══ SUPPLIED INFORMATION ══
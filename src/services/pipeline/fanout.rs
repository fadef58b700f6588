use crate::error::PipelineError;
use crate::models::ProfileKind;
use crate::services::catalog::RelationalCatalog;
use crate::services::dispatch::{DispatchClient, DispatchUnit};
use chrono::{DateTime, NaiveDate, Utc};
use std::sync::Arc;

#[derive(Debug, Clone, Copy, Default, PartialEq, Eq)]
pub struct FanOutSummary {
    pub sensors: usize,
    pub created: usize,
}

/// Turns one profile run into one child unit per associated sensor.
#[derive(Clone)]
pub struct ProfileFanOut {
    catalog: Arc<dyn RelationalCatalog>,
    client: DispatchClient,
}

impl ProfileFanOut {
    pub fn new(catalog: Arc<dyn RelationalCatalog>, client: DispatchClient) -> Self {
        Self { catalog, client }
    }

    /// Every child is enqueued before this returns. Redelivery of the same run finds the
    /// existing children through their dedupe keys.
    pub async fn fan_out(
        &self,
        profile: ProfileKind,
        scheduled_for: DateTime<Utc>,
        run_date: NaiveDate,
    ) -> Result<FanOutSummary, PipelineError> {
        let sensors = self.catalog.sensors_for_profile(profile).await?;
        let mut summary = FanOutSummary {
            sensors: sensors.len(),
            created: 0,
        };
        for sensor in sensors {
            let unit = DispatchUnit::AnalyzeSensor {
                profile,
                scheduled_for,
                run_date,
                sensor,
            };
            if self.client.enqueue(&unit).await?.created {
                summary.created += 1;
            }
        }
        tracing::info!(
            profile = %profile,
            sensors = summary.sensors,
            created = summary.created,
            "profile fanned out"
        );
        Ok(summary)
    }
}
═══
→ **PROBLEM STATEMENT**: Copy the records above exactly, starting at the line that contains "their dedupe keys." and ending at the last line, and leave out all earlier lines.

→ **ANSWER TO THIS TASK**:
    /// existing children through their dedupe keys.
    pub async fn fan_out(
        &self,
        profile: ProfileKind,
        scheduled_for: DateTime<Utc>,
        run_date: NaiveDate,
    ) -> Result<FanOutSummary, PipelineError> {
        let sensors = self.catalog.sensors_for_profile(profile).await?;
        let mut summary = FanOutSummary {
            sensors: sensors.len(),
            created: 0,
        };
        for sensor in sensors {
            let unit = DispatchUnit::AnalyzeSensor {
                profile,
                scheduled_for,
                run_date,
                sensor,
            };
            if self.client.enqueue(&unit).await?.created {
                summary.created += 1;
            }
        }
        tracing::info!(
            profile = %profile,
            sensors = summary.sensors,
            created = summary.created,
            "profile fanned out"
        );
        Ok(summary)
    }
}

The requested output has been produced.